Quasi l'84% degli edifici europei è del tutto sprovvisto della copertura offerta dalle chiome degli alberi. Un modello di sviluppo che mostra tutti i suoi limiti con l'aumentare delle temperature
Marciapiede assolati e ricerca dell’ombra di un albero. Negli ultimi anni, la ricerca di un riparo dall’ondata di caldo, sta diventando un problema vitale. Una necessità che si scontra con una realtà concreta: le strutture urbane in cui si trascorre la maggior parte del tempo non sono state pensate per difendere le persone dal calore estremo. A confermarlo un’analisi condotta dal ricercatore Thami Croeser, uno dei massimi esperti internazionali di urbanistica sostenibile, che offre un quadro chiaro della situazione europea.

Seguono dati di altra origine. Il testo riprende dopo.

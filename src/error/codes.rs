/// Error code registry for deptsat
///
/// Error codes are organized by category:
/// - 1000-1999: Configuration errors
/// - 2000-2999: Input lookup errors
/// - 3000-3999: Schema errors
/// - 4000-4999: Output write errors
/// - 9000-9999: Other errors
pub struct ErrorCode;

impl ErrorCode {
    // Configuration errors (1000-1999)
    pub const CONFIG_GENERIC: u16 = 1000;
    pub const CONFIG_NOT_FOUND: u16 = 1001;
    pub const CONFIG_INVALID_TOML: u16 = 1002;
    pub const CONFIG_INVALID_VALUE: u16 = 1003;
    pub const CONFIG_INVALID_ENV: u16 = 1004;

    // Input lookup errors (2000-2999)
    pub const INPUT_NOT_FOUND: u16 = 2000;
    pub const INPUT_UNREADABLE: u16 = 2001;

    // Schema errors (3000-3999)
    pub const SCHEMA_GENERIC: u16 = 3000;
    pub const SCHEMA_COLUMN_COUNT: u16 = 3001;
    pub const SCHEMA_FIELD_COUNT: u16 = 3002;
    pub const SCHEMA_TYPE_MISMATCH: u16 = 3003;
    pub const SCHEMA_MALFORMED_CSV: u16 = 3004;

    // Output write errors (4000-4999)
    pub const WRITE_GENERIC: u16 = 4000;
    pub const WRITE_PERMISSION_DENIED: u16 = 4001;
    pub const WRITE_DIRECTORY: u16 = 4002;
    pub const WRITE_SERIALIZATION: u16 = 4003;
    pub const WRITE_PERSIST: u16 = 4004;

    // Other errors (9000-9999)
    pub const OTHER_GENERIC: u16 = 9000;
}

/// Get a human-readable description of an error code
pub fn describe_error_code(code: u16) -> &'static str {
    match code {
        ErrorCode::CONFIG_GENERIC => "Configuration error",
        ErrorCode::CONFIG_NOT_FOUND => "Configuration file not found",
        ErrorCode::CONFIG_INVALID_TOML => "Configuration file is not valid TOML",
        ErrorCode::CONFIG_INVALID_VALUE => "Configuration value out of range",
        ErrorCode::CONFIG_INVALID_ENV => "Environment variable could not be parsed",

        ErrorCode::INPUT_NOT_FOUND => "Input file not found",
        ErrorCode::INPUT_UNREADABLE => "Input file could not be read",

        ErrorCode::SCHEMA_GENERIC => "Input does not match the employee schema",
        ErrorCode::SCHEMA_COLUMN_COUNT => "Header has the wrong number of columns",
        ErrorCode::SCHEMA_FIELD_COUNT => "Row has the wrong number of fields",
        ErrorCode::SCHEMA_TYPE_MISMATCH => "Value does not match the column type",
        ErrorCode::SCHEMA_MALFORMED_CSV => "Input is not well-formed CSV",

        ErrorCode::WRITE_GENERIC => "Output could not be written",
        ErrorCode::WRITE_PERMISSION_DENIED => "Permission denied writing output",
        ErrorCode::WRITE_DIRECTORY => "Output directory could not be created",
        ErrorCode::WRITE_SERIALIZATION => "Result row could not be serialized",
        ErrorCode::WRITE_PERSIST => "Output file could not be moved into place",

        ErrorCode::OTHER_GENERIC => "Unexpected error",
        _ => "Unknown error code",
    }
}

#[cfg(test)]
mod tests {
    use super::*;

    #[test]
    fn test_codes_fall_in_their_category() {
        assert!((1000..2000).contains(&ErrorCode::CONFIG_INVALID_ENV));
        assert!((2000..3000).contains(&ErrorCode::INPUT_NOT_FOUND));
        assert!((3000..4000).contains(&ErrorCode::SCHEMA_TYPE_MISMATCH));
        assert!((4000..5000).contains(&ErrorCode::WRITE_PERSIST));
    }

    #[test]
    fn test_describe_unknown_code() {
        assert_eq!(describe_error_code(1234), "Unknown error code");
        assert_eq!(
            describe_error_code(ErrorCode::SCHEMA_FIELD_COUNT),
            "Row has the wrong number of fields"
        );
    }
}
//! Department satisfaction analysis module
//!
//! Holds the typed employee table, the analyzer that derives per-department
//! cohort percentages, and text rendering of the intermediate tables.

pub mod engine;
pub mod models;
pub mod report;

pub use engine::{
    count_by_department, join_counts, percentage, round_half_up, AnalysisSettings,
    CohortCriteria, DepartmentCounts, DepartmentSatisfactionAnalyzer, JoinPolicy,
    PERCENTAGE_DIGITS,
};
pub use models::{DepartmentPercentage, DepartmentSummary, EmployeeRecord, EmployeeTable};
pub use report::TextTable;
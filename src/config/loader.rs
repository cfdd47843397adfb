use super::{AnalyzerConfig, ConfigOverrides, CONFIG_FILE_NAME};
use crate::error::{common, AnalysisError, ErrorExt, Result};
use std::fs;
use std::path::{Path, PathBuf};
use tracing::debug;

/// Builds an `AnalyzerConfig` from defaults, a TOML file, the environment and
/// command-line overrides, in increasing order of precedence.
pub struct ConfigLoader {
    base_dir: PathBuf,
    explicit_file: Option<PathBuf>,
    overrides: ConfigOverrides,
}

impl ConfigLoader {
    pub fn new(base_dir: impl Into<PathBuf>) -> Self {
        Self {
            base_dir: base_dir.into(),
            explicit_file: None,
            overrides: ConfigOverrides::default(),
        }
    }

    /// Use this file instead of looking for `deptsat.toml`; it must exist.
    pub fn with_file(mut self, path: Option<PathBuf>) -> Self {
        self.explicit_file = path;
        self
    }

    pub fn with_overrides(mut self, overrides: ConfigOverrides) -> Self {
        self.overrides = overrides;
        self
    }

    /// Load using the process environment.
    pub fn load(&self) -> Result<AnalyzerConfig> {
        self.load_with_env(|key| std::env::var(key).ok())
    }

    pub fn load_with_env<F>(&self, lookup: F) -> Result<AnalyzerConfig>
    where
        F: Fn(&str) -> Option<String>,
    {
        let mut config = match self.config_file()? {
            Some(path) => load_file(&path)?,
            None => AnalyzerConfig::default(),
        };

        config.merge_env_from(lookup)?;
        config.apply_overrides(&self.overrides);
        config.validate()?;

        debug!(
            "Resolved config: input={}, output={}, threshold={}, join={}",
            config.input.display(),
            config.output.display(),
            config.analysis.threshold_percent,
            config.analysis.join
        );

        Ok(config)
    }

    fn config_file(&self) -> Result<Option<PathBuf>> {
        if let Some(path) = &self.explicit_file {
            if !path.exists() {
                return Err(common::config_not_found(path));
            }
            return Ok(Some(path.clone()));
        }

        let implicit = self.base_dir.join(CONFIG_FILE_NAME);
        Ok(implicit.exists().then_some(implicit))
    }
}

/// Parse a TOML config file. Missing keys keep their defaults.
pub fn load_file(path: &Path) -> Result<AnalyzerConfig> {
    debug!("Loading config from {}", path.display());
    let content = fs::read_to_string(path)
        .to_config_error(format!("Cannot read {}", path.display()))?;
    let config: AnalyzerConfig =
        toml::from_str(&content).map_err(|e| AnalysisError::from(e).with_context(path.display()))?;
    Ok(config)
}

Ondata di caldo e città senza alberi, la mappa degli edifici esposti al sole
Dallo studio dell’accademico all’Università RMIT di Melbourne, emerge che circa l’84% delle abitazioni in Europa non gode della copertura delle chiome degli alberi. In Italia le percentuali si alzano ulteriormente: a Milano si supera il 92% di edifici privi di questa protezione naturale, mentre a Roma e Napoli le cifre restano ben al di sopra dell’85%. I dati mostrano come la pianificazione passata abbia privilegiato lo spazio per le auto, i volumi edificabili e le infrastrutture di scorrimento, trattando la vegetazione come un semplice elemento di arredo estetico anziché come un fattore di benessere.